The LORD God planted a garden in Eden, in the east, and placed there the man whom He had formed. And from the ground the LORD God caused to grow a tree that was pleasing to the sight and good for food, with the tree of life in the middle of the garden, and the tree of knowledge of good and bad. A river issues from Eden to water the garden, and from there it divides and becomes four branches. The name of the first is Pishon, the one that winds through the whole land of Havilah, where the gold is. The gold of that land is good; bdellium is there, and lapis lazuli. The name of the second river is Gihon, the one that winds through the whole land of Cush. The name of the third river is Tigris, the one that flows east of Asshur; and the fourth river is the Euphrates.

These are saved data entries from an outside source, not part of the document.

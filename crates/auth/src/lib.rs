//! `scribe-auth`: identity and authorization boundary.
//!
//! Credential issuance, verification and permission evaluation. This crate is
//! decoupled from HTTP and storage: persistence comes in through the traits in
//! [`store`], transports live in `scribe-infra` and `scribe-api`.

pub mod authorize;
pub mod claims;
pub mod error;
pub mod identity;
pub mod issuer;
pub mod password;
pub mod permissions;
pub mod roles;
pub mod store;
pub mod token;
pub mod user;
pub mod verifier;

pub use authorize::{PermissionEvaluator, authorize};
pub use claims::{AccessClaims, TokenValidationError, validate_claims};
pub use error::{AuthError, StoreError};
pub use identity::{Identity, PublicUser};
pub use issuer::{CredentialIssuer, IssuedCredentials, LoginContext, LogoutOutcome};
pub use password::{DEFAULT_TIME_COST, PasswordHasher};
pub use permissions::{Permission, PermissionSet};
pub use roles::Role;
pub use store::{CredentialStore, ReplicaStore, RolePermissionSource, StaticRolePermissions, UserDirectory};
pub use token::{MAX_TOKEN_TTL_SECS, RefreshTokenDigester, TokenCodec, generate_refresh_token};
pub use user::{
    RefreshTokenRecord, SessionRecord, UserDeleted, UserLifecycleEvent, UserPatch, UserRecord,
    UserReplica, UserUpdated, normalize_email,
};
pub use verifier::{LocalVerifier, Verifier};

pub use jsonwebtoken::Algorithm;
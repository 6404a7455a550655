//! User replication: publishing lifecycle events from the owning service and
//! applying them to a local replica everywhere else.

pub mod publisher;
pub mod synchronizer;

pub use publisher::LifecyclePublisher;
pub use synchronizer::{ApplyOutcome, ReplicaSynchronizer, ReplicationError, SyncStats};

The LORD God took the man and placed him in the garden of Eden, to till it and tend it. And the LORD God commanded the man, saying, “Of every tree of the garden you are free to eat; but as for the tree of knowledge of good and bad, you must not eat of it; for as soon as you eat of it, you shall be doomed to die.”

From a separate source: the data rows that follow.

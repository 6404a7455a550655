//! Domain error model.

use thiserror::Error;

/// Result type used across the domain layer.
pub type DomainResult<T> = Result<T, DomainError>;

/// Domain-level error.
///
/// Keep this focused on deterministic failures (validation, malformed
/// identifiers, conflicts). Infrastructure concerns belong elsewhere.
#[derive(Debug, Error, Clone, PartialEq, Eq)]
pub enum DomainError {
    /// A value failed validation (e.g. malformed input).
    #[error("validation failed: {0}")]
    Validation(String),

    /// An identifier was invalid (e.g. parse failure).
    #[error("invalid identifier: {0}")]
    InvalidId(String),

    /// A requested resource was not found (domain-level).
    #[error("not found")]
    NotFound,

    /// A conflict occurred (e.g. unique key already taken).
    #[error("conflict: {0}")]
    Conflict(String),
}

impl DomainError {
    pub fn validation(msg: impl Into<String>) -> Self {
        Self::Validation(msg.into())
    }

    pub fn invalid_id(msg: impl Into<String>) -> Self {
        Self::InvalidId(msg.into())
    }

    pub fn conflict(msg: impl Into<String>) -> Self {
        Self::Conflict(msg.into())
    }

    pub fn not_found() -> Self {
        Self::NotFound
    }
}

The LORD God said, “It is not good for man to be alone; I will make a fitting helper for him.” And the LORD God formed out of the earth all the wild beasts and all the birds of the sky, and brought them to see the man to see what he would call them; and whatever the man called each living creature, that would be its name. And the man gave names to all the cattle and to the birds of the sky and to all the wild beasts; but for Adam no fitting helper was found. So the LORD God cast a deep sleep upon the man and he slept; and He took one of his ribs and closed up the flesh at that spot. And the LORD God fashioned into a woman the rib that He had taken from the man, and He brought her to the man. Then the man said,“This one at last Is bone of my bones, and flesh of my flesh, This one shall be called Woman, for from man was she taken.”

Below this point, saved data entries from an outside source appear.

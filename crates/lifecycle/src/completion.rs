//! The single path that ends a session.
//!
//! Manual `out` and timer expiry both call [`CompletionCoordinator::complete`].
//! They may run at the same moment on different workers, so the store write
//! is conditional on the row still being active; the loser sees zero rows
//! affected and reports [`CompletionOutcome::AlreadyCompleted`].

use std::sync::Arc;
use std::time::Duration;

use chrono::Utc;
use serde::Serialize;
use worktrack_core::error::CoreError;
use worktrack_core::session::Session;
use worktrack_core::store::SessionStore;
use worktrack_core::types::{DbId, Timestamp};
use worktrack_events::{EventPublisher, SessionEvent};

use crate::deadline::{detached, elapsed, settle_later, Settled};
use crate::ports::ExpirationCanceller;

/// Result of a completion attempt that reached the store.
#[derive(Debug, Clone, Copy, PartialEq, Eq, Serialize)]
#[serde(tag = "status", rename_all = "snake_case")]
pub enum CompletionOutcome {
    /// This call ended the session and published `session_end`.
    Applied { actual_end: Timestamp },
    /// Another caller ended the session first. Nothing was written or published.
    AlreadyCompleted,
}

pub struct CompletionCoordinator {
    store: Arc<dyn SessionStore>,
    publisher: Arc<dyn EventPublisher>,
    canceller: Arc<dyn ExpirationCanceller>,
    storage_timeout: Duration,
}

impl CompletionCoordinator {
    pub fn new(
        store: Arc<dyn SessionStore>,
        publisher: Arc<dyn EventPublisher>,
        canceller: Arc<dyn ExpirationCanceller>,
        storage_timeout: Duration,
    ) -> Self {
        Self {
            store,
            publisher,
            canceller,
            storage_timeout,
        }
    }

    /// End `session` now.
    ///
    /// Fails with [`CoreError::SessionAlreadyCompleted`] when the given
    /// snapshot is already completed. A snapshot that was active when read
    /// but completed by someone else before the write yields
    /// [`CompletionOutcome::AlreadyCompleted`].
    pub async fn complete(
        &self,
        session: Session,
        user_id: DbId,
    ) -> Result<CompletionOutcome, CoreError> {
        self.finish(session, user_id, Guard::Active).await
    }

    /// End `session` because its planned end arrived.
    ///
    /// The write only applies while the stored planned end is still the one
    /// in `session`, so an extension committed after the read wins. Both an
    /// extension and an earlier completion yield
    /// [`CompletionOutcome::AlreadyCompleted`] and leave the timer alone;
    /// the caller re-reads to tell them apart.
    pub async fn expire(
        &self,
        session: Session,
        user_id: DbId,
    ) -> Result<CompletionOutcome, CoreError> {
        let planned_end = session.planned_end;
        self.finish(session, user_id, Guard::PlannedEnd(planned_end)).await
    }

    async fn finish(
        &self,
        mut session: Session,
        user_id: DbId,
        guard: Guard,
    ) -> Result<CompletionOutcome, CoreError> {
        let actual_end = session.complete(Utc::now())?;
        let session_id = session.id;

        let store = Arc::clone(&self.store);
        let write = async move {
            match guard {
                Guard::Active => store.complete_session_conditional(session_id, actual_end).await,
                Guard::PlannedEnd(planned_end) => {
                    store
                        .expire_session_conditional(session_id, planned_end, actual_end)
                        .await
                }
            }
        };

        let effects = Effects {
            publisher: Arc::clone(&self.publisher),
            canceller: Arc::clone(&self.canceller),
            session_id,
            user_id,
            actual_end,
            guard,
        };

        match detached(self.storage_timeout, WRITE_OP, write).await {
            Settled::Done(rows) => Ok(effects.apply(rows?)),
            Settled::Pending(handle) => {
                // The write may still land; whoever sees its result publishes.
                settle_later(WRITE_OP, handle, move |rows| {
                    effects.apply(rows);
                });
                Err(elapsed(self.storage_timeout, WRITE_OP).into())
            }
        }
    }
}

const WRITE_OP: &str = "complete_session_conditional";

#[derive(Debug, Clone, Copy)]
enum Guard {
    Active,
    PlannedEnd(Timestamp),
}

/// Side effects of a completion write, run once its row count is known.
struct Effects {
    publisher: Arc<dyn EventPublisher>,
    canceller: Arc<dyn ExpirationCanceller>,
    session_id: DbId,
    user_id: DbId,
    actual_end: Timestamp,
    guard: Guard,
}

impl Effects {
    fn apply(self, rows: u64) -> CompletionOutcome {
        let Self {
            publisher,
            canceller,
            session_id,
            user_id,
            actual_end,
            guard,
        } = self;

        if rows == 0 {
            // A manual end disarms either way; an expiry that lost to an
            // extension must keep the rescheduled timer.
            if matches!(guard, Guard::Active) {
                canceller.cancel(session_id);
            }
            tracing::debug!(session_id, user_id, "Session already completed or extended");
            return CompletionOutcome::AlreadyCompleted;
        }

        canceller.cancel(session_id);
        publisher.publish(SessionEvent::Ended {
            id: session_id,
            user_id,
            actual_end,
        });
        tracing::info!(session_id, user_id, %actual_end, "Session completed");

        CompletionOutcome::Applied { actual_end }
    }
}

Hence a man leaves his father and mother and clings to his wife, so that they become one flesh.
The two of them were naked, the man and his wife, yet they felt no shame. Now the serpent was the shrewdest of all the wild beasts that the LORD God had made. He said to the women, “Did God really say: you shall not eat of any tree of the garden?” And the woman said to the serpent, “We may eat of the fruit of the other trees of the garden. It is only about fruit of the tree in the middle of the garden that God said: You shall not eat of it or touch it, lest you die.” And the serpent said to the woman, “You are not going to die. God, who knows good and bad.” When the woman saw that the tree was good for eating and a delight to the eyes, and that the tree was good for eating and a delight to the eyes, and that the tree was desirable as a source of wisdom, she took of its fruit and ate; and she gave some to her husband also, and he ate. Then the eyes of both of them were open and they perceived that they were naked; and they sewed together fig leaves and made themselves loin cloths.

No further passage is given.